M103 | The Algonkian Language: A Window into Indigenous Culture | Michael Forbes Wilcox


1:30 - 3:00 p.m. EST


4/10, 4/24, 5/1, 5/8, 5/15, 5/22

Six Sessions 

The language we use reveals our values, and the words we hear help to shape our beliefs. This Berkshire OLLI course will examine the Algonkian language, which provides a window into the mindset of the people indigenous to this area. The language reveals a worldview that is very different from that of the dominant Colonial culture; it co-evolved with the internal structure and cultural practices of a vibrant and sophisticated social system. Its many dialects reflect the diversity as well as the connectivity of the people of our region (and beyond). We will also discuss the history of language suppression by the Colonial powers; a policy that ended only recently. Despite efforts to eradicate it, Native culture has endured as a sophisticated and complex alternative way of understanding and relating to the world. The newly vibrant revitalization movement is opening our eyes to the richness of Native culture, and revealing the wisdom of a way of being that held sway in this area since time immemorial. The Algonkian language belongs to the Algic language group. The languages in this group can be mutually unintelligible because their vocabularies have evolved separately over thousands of years, but they all share the same structural elements, and account for 70% to 80% of all the languages in North America. Examples will be given in the Western Abenaki dialect (spoken in Vermont and surrounding areas). Rich vocabularies reveal the traditional importance of such things as kinship ties, beavers, and snowshoes. We encounter values of cooperation and responsibility, in contrast with Colonial values of competition and ownership. Native language reveals a dynamic view of the world not found in Indo-European languages The word for “chair” literally means “a stiff thing to sit on” One word for “beaver” means “the cutter” English nouns are simply labels; in Algonkian, such words reflect dynamism and purpose.

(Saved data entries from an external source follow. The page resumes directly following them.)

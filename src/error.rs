//! Error taxonomy for the visualization engine.
//!
//! Audio errors are recovered locally (the engine keeps rendering silent
//! visuals), caller errors leave engine state untouched, and only
//! `RenderContextUnavailable` is fatal for the component.

use thiserror::Error;

#[derive(Debug, Clone, PartialEq, Eq, Error)]
pub enum EngineError {
    /// Microphone access was refused by the user or platform.
    #[error("microphone permission denied: {0}")]
    PermissionDenied(String),

    /// No usable capture device, or the device failed while opening.
    #[error("audio device unavailable: {0}")]
    DeviceUnavailable(String),

    #[error("unknown theme '{0}'")]
    UnknownTheme(String),

    #[error("unknown emotion '{0}'")]
    UnknownEmotion(String),

    /// A theme program failed validation or pipeline creation.
    #[error("shader program for theme '{theme}' failed to compile: {message}")]
    ShaderCompile { theme: String, message: String },

    /// No rendering adapter or surface could be created at all.
    #[error("render context unavailable: {0}")]
    RenderContextUnavailable(String),

    #[error("'{op}' is not valid while the engine is {state}")]
    InvalidState { op: &'static str, state: String },

    /// A single frame failed to render or present.
    #[error("frame failed: {0}")]
    Frame(String),
}

impl EngineError {
    /// Audio errors never stop the engine; they pin the level at zero.
    pub fn is_audio(&self) -> bool {
        matches!(self, EngineError::PermissionDenied(_) | EngineError::DeviceUnavailable(_))
    }
}

#[cfg(test)]
mod tests {
    use super::*;

    #[test]
    fn test_audio_classification() {
        assert!(EngineError::PermissionDenied("denied".into()).is_audio());
        assert!(EngineError::DeviceUnavailable("none".into()).is_audio());
        assert!(!EngineError::UnknownTheme("x".into()).is_audio());
    }

    #[test]
    fn test_messages_name_the_offender() {
        let err = EngineError::ShaderCompile { theme: "matrix".into(), message: "bad token".into() };
        let text = err.to_string();
        assert!(text.contains("matrix"));
        assert!(text.contains("bad token"));
    }
}
#[cfg(not(target_arch = "wasm32"))]
use orb_visualiser::cli;

#[cfg(not(target_arch = "wasm32"))]
fn main() {
    env_logger::init();
    if let Err(e) = cli::run() {
        eprintln!("Error: {}", e);
        std::process::exit(1);
    }
}

#[cfg(target_arch = "wasm32")]
fn main() {}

Michael Forbes Wilcox grew up in Stockbridge, and learned about local indigenous people from his grandmother, who was the town historian. More recently, he has relied on his brother Rick, who has unofficially assumed the same role. Michael is more a student than a teacher of Indigenous topics, being self-taught. He has a graduate degree in Economics, and had a career in finance and investments. All of that (and more) has informed him of many shortcomings of the Western way of thinking and acting. His study of Indigenous culture has opened his eyes to alternative ways of behaving.